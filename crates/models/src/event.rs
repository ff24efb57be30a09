use std::{fmt, str::FromStr};

use sea_orm::{entity::prelude::*, ConnectionTrait, Set};
use serde::{Deserialize, Serialize};

use crate::college;
use crate::errors::ModelError;

/// Kind of campus event; stored as its display name.
#[derive(Debug, Clone, Copy, PartialEq, Eq, Hash, EnumIter, DeriveActiveEnum, Serialize, Deserialize)]
#[sea_orm(rs_type = "String", db_type = "Text")]
pub enum EventType {
    #[sea_orm(string_value = "Workshop")]
    Workshop,
    #[sea_orm(string_value = "Fest")]
    Fest,
    #[sea_orm(string_value = "Seminar")]
    Seminar,
    #[sea_orm(string_value = "Hackathon")]
    Hackathon,
    #[sea_orm(string_value = "TechTalk")]
    TechTalk,
}

impl EventType {
    pub fn as_str(&self) -> &'static str {
        match self {
            EventType::Workshop => "Workshop",
            EventType::Fest => "Fest",
            EventType::Seminar => "Seminar",
            EventType::Hackathon => "Hackathon",
            EventType::TechTalk => "TechTalk",
        }
    }
}

impl fmt::Display for EventType {
    fn fmt(&self, f: &mut fmt::Formatter<'_>) -> fmt::Result {
        f.write_str(self.as_str())
    }
}

impl FromStr for EventType {
    type Err = ModelError;

    fn from_str(s: &str) -> Result<Self, Self::Err> {
        let wanted = s.trim();
        <EventType as sea_orm::Iterable>::iter()
            .find(|t| t.as_str().eq_ignore_ascii_case(wanted))
            .ok_or_else(|| {
                ModelError::Validation(format!(
                    "unknown event type '{wanted}' (expected Workshop|Fest|Seminar|Hackathon|TechTalk)"
                ))
            })
    }
}

#[derive(Clone, Debug, PartialEq, DeriveEntityModel, Serialize, Deserialize)]
#[sea_orm(table_name = "event")]
pub struct Model {
    #[sea_orm(primary_key)]
    pub id: i32,
    pub title: String,
    pub event_type: EventType,
    pub starts_at: DateTimeWithTimeZone,
    pub ends_at: DateTimeWithTimeZone,
    pub college_id: i32,
}

#[derive(Copy, Clone, Debug, EnumIter)]
pub enum Relation {
    College,
}

impl RelationTrait for Relation {
    fn def(&self) -> RelationDef {
        match self {
            Relation::College => Entity::belongs_to(college::Entity).from(Column::CollegeId).to(college::Column::Id).into(),
        }
    }
}

impl Related<college::Entity> for Entity {
    fn to() -> RelationDef {
        Relation::College.def()
    }
}

impl ActiveModelBehavior for ActiveModel {}

pub fn validate_title(title: &str) -> Result<(), ModelError> {
    if title.trim().is_empty() {
        return Err(ModelError::Validation("event title required".into()));
    }
    Ok(())
}

pub fn validate_window(starts_at: &DateTimeWithTimeZone, ends_at: &DateTimeWithTimeZone) -> Result<(), ModelError> {
    if ends_at < starts_at {
        return Err(ModelError::Validation("event cannot end before it starts".into()));
    }
    Ok(())
}

pub async fn create(
    db: &impl ConnectionTrait,
    college_id: i32,
    title: &str,
    event_type: EventType,
    starts_at: DateTimeWithTimeZone,
    ends_at: DateTimeWithTimeZone,
) -> Result<Model, ModelError> {
    validate_title(title)?;
    validate_window(&starts_at, &ends_at)?;
    let am = ActiveModel {
        title: Set(title.trim().to_string()),
        event_type: Set(event_type),
        starts_at: Set(starts_at),
        ends_at: Set(ends_at),
        college_id: Set(college_id),
        ..Default::default()
    };
    Ok(am.insert(db).await?)
}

◆ **TASK TO COMPLETE**
Of the lines above, show those in which "return" appears.

◆ **EXPECTED OUTPUT**
        return Err(ModelError::Validation("event title required".into()));
        return Err(ModelError::Validation("event cannot end before it starts".into()));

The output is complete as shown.